MegaBLAST on a large nucleotide set

In this example, you search 87,374 hepatitis virus sequences against the nt database, producing tabular output. The search should take about 75 minutes and cost less than $10. The preemptible or spot price could be as little as 20% of that, but may take longer to complete.

Below is the configuration file for this example. Copy it into a new file with a text editor, then fill in the needed sections, which includes the cloud-provider information, the query path, and a bucket for your results. Assuming you are using the same account as in the quickstart, use the same cloud-provider information. For the query path, uncomment either the GCP (gs://) or the AWS (s3://) option and delete the other one. You may use the results bucket used in the quickstart, but you should change the final location (BDQA).
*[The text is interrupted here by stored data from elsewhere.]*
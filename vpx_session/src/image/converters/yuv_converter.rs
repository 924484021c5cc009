//! Planar YUV conversion
//!
//! BT.601 limited-range integer transforms between packed RGB rows and
//! planar Y/U/V images, plus chroma resampling between planar layouts.

use super::rgb_converter::{read_rgb, write_rgb};
use crate::image::buffer::Image;
use crate::image::format::PackedLayout;

const Y_PLANE: usize = 0;
const U_PLANE: usize = 1;
const V_PLANE: usize = 2;

#[inline]
fn clamp_u8(v: i32) -> u8 {
    v.clamp(0, 255) as u8
}

/// Luma of one RGB sample.
#[inline]
pub fn rgb_to_y(rgb: [u8; 3]) -> u8 {
    let [r, g, b] = rgb.map(i32::from);
    clamp_u8(((66 * r + 129 * g + 25 * b + 128) >> 8) + 16)
}

/// Chroma (U, V) of one RGB sample.
#[inline]
pub fn rgb_to_uv(rgb: [u8; 3]) -> (u8, u8) {
    let [r, g, b] = rgb.map(i32::from);
    let u = ((-38 * r - 74 * g + 112 * b + 128) >> 8) + 128;
    let v = ((112 * r - 94 * g - 18 * b + 128) >> 8) + 128;
    (clamp_u8(u), clamp_u8(v))
}

#[inline]
pub fn yuv_to_rgb(y: u8, u: u8, v: u8) -> [u8; 3] {
    let c = i32::from(y) - 16;
    let d = i32::from(u) - 128;
    let e = i32::from(v) - 128;
    [
        clamp_u8((298 * c + 409 * e + 128) >> 8),
        clamp_u8((298 * c - 100 * d - 208 * e + 128) >> 8),
        clamp_u8((298 * c + 516 * d + 128) >> 8),
    ]
}

/// Packed RGB → planar YUV. Chroma is the average color of the block of
/// luma samples each chroma sample covers.
pub(crate) fn packed_to_planar(src: &Image<'_>, layout: PackedLayout, dst: &mut Image<'_>) {
    let width = src.width() as usize;
    let height = src.height() as usize;

    for y in 0..height {
        let src_row = src.row(0, y);
        let dst_row = dst.row_mut(Y_PLANE, y);
        for (x, out) in dst_row.iter_mut().enumerate().take(width) {
            *out = rgb_to_y(read_rgb(src_row, layout, x));
        }
    }

    let (xs, ys) = dst.format().chroma_shift();
    let chroma_cols = dst.row_bytes(U_PLANE);
    let mut u_row = vec![0u8; chroma_cols];
    let mut v_row = vec![0u8; chroma_cols];

    for cy in 0..dst.plane_rows(U_PLANE) {
        let rows = (cy << ys)..((cy + 1) << ys).min(height);
        for cx in 0..chroma_cols {
            let cols = (cx << xs)..((cx + 1) << xs).min(width);
            let mut sum = [0u32; 3];
            let mut count = 0u32;
            for y in rows.clone() {
                let src_row = src.row(0, y);
                for x in cols.clone() {
                    let rgb = read_rgb(src_row, layout, x);
                    for (acc, c) in sum.iter_mut().zip(rgb) {
                        *acc += u32::from(c);
                    }
                    count += 1;
                }
            }
            let avg = sum.map(|s| ((s + count / 2) / count) as u8);
            (u_row[cx], v_row[cx]) = rgb_to_uv(avg);
        }
        dst.row_mut(U_PLANE, cy).copy_from_slice(&u_row);
        dst.row_mut(V_PLANE, cy).copy_from_slice(&v_row);
    }
}

/// Planar YUV → packed RGB, chroma sampled at the covering position.
pub(crate) fn planar_to_packed(src: &Image<'_>, dst: &mut Image<'_>, layout: PackedLayout) {
    let (xs, ys) = src.format().chroma_shift();
    let width = src.width() as usize;

    for y in 0..src.height() as usize {
        let luma = src.row(Y_PLANE, y);
        let u = src.row(U_PLANE, y >> ys);
        let v = src.row(V_PLANE, y >> ys);
        let dst_row = dst.row_mut(0, y);
        for x in 0..width {
            let rgb = yuv_to_rgb(luma[x], u[x >> xs], v[x >> xs]);
            write_rgb(dst_row, layout, x, rgb);
        }
    }
}

/// Planar → planar with a different chroma layout or plane order.
pub(crate) fn planar_to_planar(src: &Image<'_>, dst: &mut Image<'_>) {
    for y in 0..src.plane_rows(Y_PLANE) {
        dst.row_mut(Y_PLANE, y).copy_from_slice(src.row(Y_PLANE, y));
    }

    let (sxs, sys) = src.format().chroma_shift();
    let (dxs, dys) = dst.format().chroma_shift();
    let src_rows = src.plane_rows(U_PLANE);
    let src_cols = src.row_bytes(U_PLANE);

    for plane in [U_PLANE, V_PLANE] {
        for cy in 0..dst.plane_rows(plane) {
            let sy = ((cy << dys) >> sys).min(src_rows - 1);
            let src_row = src.row(plane, sy);
            let dst_row = dst.row_mut(plane, cy);
            for (cx, out) in dst_row.iter_mut().enumerate() {
                let sx = ((cx << dxs) >> sxs).min(src_cols - 1);
                *out = src_row[sx];
            }
        }
    }
}

#[cfg(test)]
mod tests {
    use super::*;
    use crate::image::ImageFormat;

    fn solid(format: ImageFormat, width: u32, height: u32, pixel: &[u8]) -> Image<'static> {
        let mut img = Image::alloc(format, width, height, 1).unwrap();
        for chunk in img.data_mut().chunks_exact_mut(pixel.len()) {
            chunk.copy_from_slice(pixel);
        }
        img
    }

    #[test]
    fn test_reference_colors() {
        assert_eq!(rgb_to_y([0, 0, 0]), 16);
        assert_eq!(rgb_to_y([255, 255, 255]), 235);
        assert_eq!(rgb_to_uv([0, 0, 0]), (128, 128));
        assert_eq!(yuv_to_rgb(16, 128, 128), [0, 0, 0]);
        assert_eq!(yuv_to_rgb(235, 128, 128), [255, 255, 255]);
    }

    #[test]
    fn test_rgb_round_trip_is_close() {
        let colors = [[200, 150, 100], [10, 240, 30], [128, 128, 128], [255, 0, 0]];
        for rgb in colors {
            let (u, v) = rgb_to_uv(rgb);
            let back = yuv_to_rgb(rgb_to_y(rgb), u, v);
            for (a, b) in rgb.iter().zip(back) {
                assert!((i32::from(*a) - i32::from(b)).abs() <= 3, "{:?} -> {:?}", rgb, back);
            }
        }
    }

    #[test]
    fn test_rgb_to_i420_solid_frame() {
        let src = solid(ImageFormat::Rgb24, 4, 4, &[255, 255, 255]);
        let yuv = src.convert_to_format(ImageFormat::I420).unwrap();

        assert!(yuv.plane(0).iter().all(|&y| y == 235));
        assert!(yuv.plane(1).iter().all(|&u| u == 128));
        assert!(yuv.plane(2).iter().all(|&v| v == 128));
    }

    #[test]
    fn test_odd_geometry_chroma_average() {
        // 3x1: the last chroma sample only covers one pixel
        let mut src = Image::alloc(ImageFormat::Rgb24, 3, 1, 1).unwrap();
        src.data_mut()
            .copy_from_slice(&[0, 0, 0, 0, 0, 0, 0, 0, 255]);
        let yuv = src.convert_to_format(ImageFormat::I420).unwrap();

        assert_eq!(yuv.row(U_PLANE, 0).len(), 2);
        assert_eq!(yuv.row(U_PLANE, 0)[0], 128);
        assert_eq!(yuv.row(U_PLANE, 0)[1], rgb_to_uv([0, 0, 255]).0);
    }

    #[test]
    fn test_i420_to_bgr_solid_frame() {
        let mut src = Image::alloc(ImageFormat::I420, 2, 2, 1).unwrap();
        src.data_mut().copy_from_slice(&[235, 235, 235, 235, 128, 128]);
        let bgr = src.convert_to_format(ImageFormat::Bgr24).unwrap();

        assert!(bgr.data().iter().all(|&c| c == 255));
    }

    #[test]
    fn test_i420_to_yv12_swaps_planes() {
        let mut src = Image::alloc(ImageFormat::I420, 2, 2, 1).unwrap();
        src.data_mut().copy_from_slice(&[1, 2, 3, 4, 50, 60]);
        let yv12 = src.convert_to_format(ImageFormat::Yv12).unwrap();

        assert_eq!(yv12.data(), &[1, 2, 3, 4, 60, 50]);
        assert_eq!(yv12.plane(1), &[50]);
    }

    #[test]
    fn test_i420_to_i444_upsamples_chroma() {
        let mut src = Image::alloc(ImageFormat::I420, 2, 2, 1).unwrap();
        src.data_mut().copy_from_slice(&[1, 2, 3, 4, 50, 60]);
        let i444 = src.convert_to_format(ImageFormat::I444).unwrap();

        assert_eq!(i444.plane(1), &[50, 50, 50, 50]);
        assert_eq!(i444.plane(2), &[60, 60, 60, 60]);
    }
}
The instructions below assume the configuration file is named hepatitis.ini. If you use a different name, you can simply modify the instructions.

 1[cloud-provider]
 2**FILL IN**
 3
 4[cluster]
 5num-nodes = 4
 6
 7[blast]
 8program = blastn
 9db = nt
10#queries = gs://elastic-blast-samples/queries/tests/hepatitis.fsa
11#queries = s3://elasticblast-test/queries/hepatitis.fsa.gz
12results = **FILL IN**
13options = -evalue 0.01 -outfmt 7

Once you have finished your edits to the configuration file, you are ready to start your run. You should follow the same steps you used in your quickstart.

First, run elastic-blast with the submit command:

elastic-blast submit --cfg hepatitis.ini

Once the above command returns (which may take a few minutes), you can check the status of the search:

elastic-blast status --cfg hepatitis.ini

Once your search is done, you may download the results as shown below.

For GCP, use the command:

gsutil -qm cp ${YOUR_RESULTS_BUCKET}/*.out.gz .

For AWS, use the command:

aws s3 cp ${YOUR_RESULTS_BUCKET}/ . --exclude "*" --include "*.out.gz" --recursive

Here, YOUR_RESULTS_BUCKET should be set to the name of the results bucket used in your configuration file.

Finally, make sure to delete your resources if the Auto-shutdown feature is not enabled:

elastic-blast delete --cfg hepatitis.ini

You should also run the checks outlined in the quickstart to double-check that all resources have been deleted. Please see clean up cloud resources for GCP or clean up cloud resources for AWS for details.